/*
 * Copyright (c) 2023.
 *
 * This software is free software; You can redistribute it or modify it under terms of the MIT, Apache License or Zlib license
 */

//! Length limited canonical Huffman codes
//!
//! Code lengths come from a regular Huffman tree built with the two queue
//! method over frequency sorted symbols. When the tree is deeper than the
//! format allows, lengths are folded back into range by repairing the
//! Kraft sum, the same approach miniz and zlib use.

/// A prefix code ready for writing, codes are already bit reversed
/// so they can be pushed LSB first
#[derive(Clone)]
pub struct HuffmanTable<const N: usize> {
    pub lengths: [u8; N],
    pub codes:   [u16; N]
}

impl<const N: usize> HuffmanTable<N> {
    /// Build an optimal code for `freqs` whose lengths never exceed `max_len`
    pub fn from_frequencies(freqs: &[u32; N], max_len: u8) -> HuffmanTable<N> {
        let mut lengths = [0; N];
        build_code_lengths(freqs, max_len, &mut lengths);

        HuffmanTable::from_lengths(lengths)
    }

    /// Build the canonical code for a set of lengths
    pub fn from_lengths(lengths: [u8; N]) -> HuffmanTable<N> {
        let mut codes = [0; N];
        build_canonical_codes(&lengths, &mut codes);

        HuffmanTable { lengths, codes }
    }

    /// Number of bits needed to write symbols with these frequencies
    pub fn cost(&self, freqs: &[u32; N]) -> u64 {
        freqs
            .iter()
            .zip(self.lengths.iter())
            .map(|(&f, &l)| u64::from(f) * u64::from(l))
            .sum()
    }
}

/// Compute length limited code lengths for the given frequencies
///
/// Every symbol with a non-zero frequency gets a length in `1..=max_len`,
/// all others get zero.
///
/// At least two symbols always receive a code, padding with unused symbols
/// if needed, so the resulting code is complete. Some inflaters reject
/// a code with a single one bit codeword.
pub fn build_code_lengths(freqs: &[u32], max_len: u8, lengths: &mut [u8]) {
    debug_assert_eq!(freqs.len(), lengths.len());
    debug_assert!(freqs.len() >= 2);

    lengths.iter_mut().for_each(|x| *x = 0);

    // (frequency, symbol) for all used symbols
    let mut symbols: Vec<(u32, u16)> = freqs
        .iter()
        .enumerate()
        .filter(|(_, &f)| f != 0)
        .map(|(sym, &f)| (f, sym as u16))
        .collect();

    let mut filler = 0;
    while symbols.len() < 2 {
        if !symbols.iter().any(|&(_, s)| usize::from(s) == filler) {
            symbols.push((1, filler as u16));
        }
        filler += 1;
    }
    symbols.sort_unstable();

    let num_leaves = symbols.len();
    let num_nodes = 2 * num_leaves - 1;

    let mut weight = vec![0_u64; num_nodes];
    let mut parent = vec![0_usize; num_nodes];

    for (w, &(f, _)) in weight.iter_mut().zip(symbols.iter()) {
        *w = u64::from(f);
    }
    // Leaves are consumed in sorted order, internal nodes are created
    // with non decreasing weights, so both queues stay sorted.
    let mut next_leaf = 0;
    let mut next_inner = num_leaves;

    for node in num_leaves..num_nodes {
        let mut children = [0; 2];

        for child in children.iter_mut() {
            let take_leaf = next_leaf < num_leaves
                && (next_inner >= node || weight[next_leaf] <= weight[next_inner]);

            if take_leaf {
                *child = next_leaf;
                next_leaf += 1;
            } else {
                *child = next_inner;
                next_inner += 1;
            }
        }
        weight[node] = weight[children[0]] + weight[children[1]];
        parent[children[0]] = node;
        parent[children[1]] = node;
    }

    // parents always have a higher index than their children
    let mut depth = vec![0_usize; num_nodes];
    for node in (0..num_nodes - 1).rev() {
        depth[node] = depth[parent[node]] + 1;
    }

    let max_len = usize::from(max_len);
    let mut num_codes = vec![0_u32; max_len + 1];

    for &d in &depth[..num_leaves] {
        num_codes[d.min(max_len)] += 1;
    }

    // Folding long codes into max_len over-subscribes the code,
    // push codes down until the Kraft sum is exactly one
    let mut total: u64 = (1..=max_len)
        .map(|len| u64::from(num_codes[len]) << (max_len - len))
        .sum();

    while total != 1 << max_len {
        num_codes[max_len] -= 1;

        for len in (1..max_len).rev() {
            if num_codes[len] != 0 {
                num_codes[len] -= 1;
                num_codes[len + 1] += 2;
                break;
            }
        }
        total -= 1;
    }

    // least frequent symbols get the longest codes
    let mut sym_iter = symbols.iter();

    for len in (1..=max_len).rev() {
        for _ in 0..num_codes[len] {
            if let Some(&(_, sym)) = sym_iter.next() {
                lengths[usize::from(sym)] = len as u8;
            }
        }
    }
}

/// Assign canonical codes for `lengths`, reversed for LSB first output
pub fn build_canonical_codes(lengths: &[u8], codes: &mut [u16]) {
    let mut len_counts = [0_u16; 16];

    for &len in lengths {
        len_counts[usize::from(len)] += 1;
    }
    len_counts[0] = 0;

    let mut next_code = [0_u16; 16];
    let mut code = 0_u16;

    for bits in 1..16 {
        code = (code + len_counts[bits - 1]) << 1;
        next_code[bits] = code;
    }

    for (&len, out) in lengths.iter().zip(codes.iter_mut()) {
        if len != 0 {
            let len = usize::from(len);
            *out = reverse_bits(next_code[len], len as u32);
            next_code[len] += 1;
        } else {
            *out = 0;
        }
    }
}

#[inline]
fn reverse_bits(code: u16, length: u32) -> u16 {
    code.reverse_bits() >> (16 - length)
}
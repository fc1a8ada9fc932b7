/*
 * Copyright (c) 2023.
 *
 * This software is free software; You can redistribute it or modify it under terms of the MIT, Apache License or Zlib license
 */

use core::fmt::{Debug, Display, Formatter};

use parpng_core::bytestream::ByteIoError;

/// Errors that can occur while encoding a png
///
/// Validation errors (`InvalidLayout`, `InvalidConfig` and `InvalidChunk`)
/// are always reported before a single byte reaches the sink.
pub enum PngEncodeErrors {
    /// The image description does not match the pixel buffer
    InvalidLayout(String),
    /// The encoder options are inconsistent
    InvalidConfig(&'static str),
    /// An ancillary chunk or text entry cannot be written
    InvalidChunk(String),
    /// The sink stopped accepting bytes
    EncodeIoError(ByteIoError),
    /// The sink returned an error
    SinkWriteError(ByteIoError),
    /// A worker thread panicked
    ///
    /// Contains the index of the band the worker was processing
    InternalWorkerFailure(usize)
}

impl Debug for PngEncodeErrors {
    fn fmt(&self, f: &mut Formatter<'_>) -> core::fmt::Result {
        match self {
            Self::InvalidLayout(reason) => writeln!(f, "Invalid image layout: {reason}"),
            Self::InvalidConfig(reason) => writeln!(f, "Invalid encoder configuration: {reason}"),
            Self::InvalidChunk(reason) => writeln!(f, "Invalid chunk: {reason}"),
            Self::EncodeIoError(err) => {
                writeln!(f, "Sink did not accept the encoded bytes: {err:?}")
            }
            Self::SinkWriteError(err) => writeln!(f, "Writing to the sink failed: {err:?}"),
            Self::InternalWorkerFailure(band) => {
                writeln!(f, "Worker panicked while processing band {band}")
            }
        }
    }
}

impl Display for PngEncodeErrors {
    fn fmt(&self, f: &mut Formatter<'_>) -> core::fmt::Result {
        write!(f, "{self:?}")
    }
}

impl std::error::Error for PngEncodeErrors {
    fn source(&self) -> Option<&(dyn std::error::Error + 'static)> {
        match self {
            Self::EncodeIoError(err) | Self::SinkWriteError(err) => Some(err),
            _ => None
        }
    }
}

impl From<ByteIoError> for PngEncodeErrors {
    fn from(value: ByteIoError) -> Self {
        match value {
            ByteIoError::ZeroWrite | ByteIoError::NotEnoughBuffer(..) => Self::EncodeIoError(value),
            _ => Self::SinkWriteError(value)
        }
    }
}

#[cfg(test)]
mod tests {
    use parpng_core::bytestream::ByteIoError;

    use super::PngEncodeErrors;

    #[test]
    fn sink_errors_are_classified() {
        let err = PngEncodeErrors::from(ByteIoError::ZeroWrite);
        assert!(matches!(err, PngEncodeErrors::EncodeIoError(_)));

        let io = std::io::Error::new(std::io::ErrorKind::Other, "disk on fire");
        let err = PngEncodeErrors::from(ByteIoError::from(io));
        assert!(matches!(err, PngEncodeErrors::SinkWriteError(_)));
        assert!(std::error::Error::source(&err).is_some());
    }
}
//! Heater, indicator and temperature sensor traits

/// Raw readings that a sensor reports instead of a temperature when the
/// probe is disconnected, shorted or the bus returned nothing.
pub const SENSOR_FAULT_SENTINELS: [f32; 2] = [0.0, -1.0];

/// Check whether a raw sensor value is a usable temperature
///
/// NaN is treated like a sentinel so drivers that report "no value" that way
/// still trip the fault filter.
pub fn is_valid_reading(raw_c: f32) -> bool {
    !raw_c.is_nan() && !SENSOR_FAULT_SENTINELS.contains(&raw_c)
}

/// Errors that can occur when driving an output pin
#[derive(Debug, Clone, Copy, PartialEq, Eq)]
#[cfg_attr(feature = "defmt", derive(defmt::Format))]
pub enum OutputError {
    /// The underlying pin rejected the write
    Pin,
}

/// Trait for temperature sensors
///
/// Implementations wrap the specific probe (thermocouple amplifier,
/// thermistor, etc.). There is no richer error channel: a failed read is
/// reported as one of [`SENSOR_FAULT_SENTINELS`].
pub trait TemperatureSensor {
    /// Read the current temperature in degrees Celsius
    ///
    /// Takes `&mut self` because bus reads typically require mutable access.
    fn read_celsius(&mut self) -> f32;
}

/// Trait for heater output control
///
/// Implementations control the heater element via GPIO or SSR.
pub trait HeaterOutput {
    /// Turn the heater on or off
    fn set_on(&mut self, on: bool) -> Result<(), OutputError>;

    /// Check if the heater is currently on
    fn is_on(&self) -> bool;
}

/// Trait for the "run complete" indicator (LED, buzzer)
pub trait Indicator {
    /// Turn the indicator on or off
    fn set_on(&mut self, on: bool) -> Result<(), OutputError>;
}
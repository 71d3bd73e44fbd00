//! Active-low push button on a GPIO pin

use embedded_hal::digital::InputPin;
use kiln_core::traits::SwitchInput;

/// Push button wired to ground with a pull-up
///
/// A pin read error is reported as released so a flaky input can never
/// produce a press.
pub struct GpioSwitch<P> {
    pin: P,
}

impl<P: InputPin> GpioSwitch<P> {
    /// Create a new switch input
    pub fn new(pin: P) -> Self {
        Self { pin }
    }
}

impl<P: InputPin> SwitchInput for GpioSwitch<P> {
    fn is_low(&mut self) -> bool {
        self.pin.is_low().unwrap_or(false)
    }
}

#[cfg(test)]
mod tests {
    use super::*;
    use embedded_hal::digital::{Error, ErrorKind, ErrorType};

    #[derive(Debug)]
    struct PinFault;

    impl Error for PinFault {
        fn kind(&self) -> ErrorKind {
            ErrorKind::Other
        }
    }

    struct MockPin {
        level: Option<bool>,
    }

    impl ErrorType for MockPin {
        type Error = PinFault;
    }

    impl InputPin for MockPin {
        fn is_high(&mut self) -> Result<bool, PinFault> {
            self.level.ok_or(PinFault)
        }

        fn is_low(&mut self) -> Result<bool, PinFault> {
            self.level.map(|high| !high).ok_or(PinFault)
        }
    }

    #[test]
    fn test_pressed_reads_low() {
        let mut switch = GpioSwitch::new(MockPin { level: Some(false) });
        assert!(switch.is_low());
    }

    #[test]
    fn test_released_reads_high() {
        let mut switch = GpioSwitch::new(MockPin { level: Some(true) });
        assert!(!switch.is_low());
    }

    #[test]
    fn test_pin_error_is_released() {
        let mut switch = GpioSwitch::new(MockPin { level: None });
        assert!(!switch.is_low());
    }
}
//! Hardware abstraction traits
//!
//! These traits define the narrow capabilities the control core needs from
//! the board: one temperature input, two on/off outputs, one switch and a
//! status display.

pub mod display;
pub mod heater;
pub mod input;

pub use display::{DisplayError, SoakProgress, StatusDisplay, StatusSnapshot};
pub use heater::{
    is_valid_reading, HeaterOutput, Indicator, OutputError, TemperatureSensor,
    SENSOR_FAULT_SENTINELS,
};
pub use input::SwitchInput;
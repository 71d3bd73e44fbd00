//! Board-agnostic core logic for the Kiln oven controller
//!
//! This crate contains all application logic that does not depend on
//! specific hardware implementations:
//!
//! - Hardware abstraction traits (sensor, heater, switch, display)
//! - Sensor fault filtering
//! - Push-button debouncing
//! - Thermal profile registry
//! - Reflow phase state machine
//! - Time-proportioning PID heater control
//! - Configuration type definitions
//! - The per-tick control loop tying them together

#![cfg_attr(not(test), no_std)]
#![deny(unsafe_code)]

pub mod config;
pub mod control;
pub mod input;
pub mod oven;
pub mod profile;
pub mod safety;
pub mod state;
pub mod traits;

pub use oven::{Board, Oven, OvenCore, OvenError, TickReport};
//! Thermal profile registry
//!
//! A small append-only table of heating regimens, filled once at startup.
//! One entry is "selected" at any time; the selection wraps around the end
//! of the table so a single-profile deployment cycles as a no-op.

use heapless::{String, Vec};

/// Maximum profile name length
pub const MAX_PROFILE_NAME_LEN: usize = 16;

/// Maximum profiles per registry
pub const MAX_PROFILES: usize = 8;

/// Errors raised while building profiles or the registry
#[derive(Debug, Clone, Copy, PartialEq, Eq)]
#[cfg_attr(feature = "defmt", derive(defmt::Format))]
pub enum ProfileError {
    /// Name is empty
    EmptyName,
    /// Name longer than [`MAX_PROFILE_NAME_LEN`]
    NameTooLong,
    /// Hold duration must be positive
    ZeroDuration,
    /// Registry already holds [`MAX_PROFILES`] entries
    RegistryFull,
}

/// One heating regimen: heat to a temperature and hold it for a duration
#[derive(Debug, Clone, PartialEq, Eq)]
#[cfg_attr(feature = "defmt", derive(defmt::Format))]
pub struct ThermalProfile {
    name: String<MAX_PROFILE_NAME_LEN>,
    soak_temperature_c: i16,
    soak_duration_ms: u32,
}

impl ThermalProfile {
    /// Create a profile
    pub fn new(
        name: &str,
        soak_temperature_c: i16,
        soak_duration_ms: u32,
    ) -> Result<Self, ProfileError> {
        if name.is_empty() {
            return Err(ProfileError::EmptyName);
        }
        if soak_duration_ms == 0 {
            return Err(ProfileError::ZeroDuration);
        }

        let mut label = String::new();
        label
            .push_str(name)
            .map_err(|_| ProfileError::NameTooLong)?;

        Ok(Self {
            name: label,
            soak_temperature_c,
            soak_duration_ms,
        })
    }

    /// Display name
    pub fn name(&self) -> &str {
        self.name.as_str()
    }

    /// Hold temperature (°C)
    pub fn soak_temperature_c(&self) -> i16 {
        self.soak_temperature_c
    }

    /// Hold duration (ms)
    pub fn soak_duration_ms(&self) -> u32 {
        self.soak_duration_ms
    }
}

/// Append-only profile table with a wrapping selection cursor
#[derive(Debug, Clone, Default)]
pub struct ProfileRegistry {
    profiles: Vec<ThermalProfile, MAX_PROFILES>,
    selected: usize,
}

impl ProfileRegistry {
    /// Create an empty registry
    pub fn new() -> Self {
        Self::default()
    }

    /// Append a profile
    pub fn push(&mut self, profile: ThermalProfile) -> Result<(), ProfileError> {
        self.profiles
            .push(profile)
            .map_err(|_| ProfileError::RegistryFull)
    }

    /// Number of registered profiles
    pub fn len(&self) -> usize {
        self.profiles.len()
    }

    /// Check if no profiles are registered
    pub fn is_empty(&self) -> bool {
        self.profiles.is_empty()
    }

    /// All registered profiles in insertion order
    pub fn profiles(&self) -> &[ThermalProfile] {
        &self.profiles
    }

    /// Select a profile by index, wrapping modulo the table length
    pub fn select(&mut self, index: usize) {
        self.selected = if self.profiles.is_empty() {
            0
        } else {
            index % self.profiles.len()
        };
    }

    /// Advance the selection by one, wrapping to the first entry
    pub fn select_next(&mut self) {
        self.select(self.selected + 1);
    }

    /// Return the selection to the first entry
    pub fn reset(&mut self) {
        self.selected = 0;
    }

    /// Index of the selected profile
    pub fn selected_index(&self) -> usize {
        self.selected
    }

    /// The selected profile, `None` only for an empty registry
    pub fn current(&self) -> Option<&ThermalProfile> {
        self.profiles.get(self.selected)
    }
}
=====
- WHAT THE EXERCISE ASKS:
The answer must be every line of the records that holds the string "matches".

- SOLUTION FOR THIS EXERCISE:
        assert!(matches!(err, PngEncodeErrors::EncodeIoError(_)));
        assert!(matches!(err, PngEncodeErrors::SinkWriteError(_)));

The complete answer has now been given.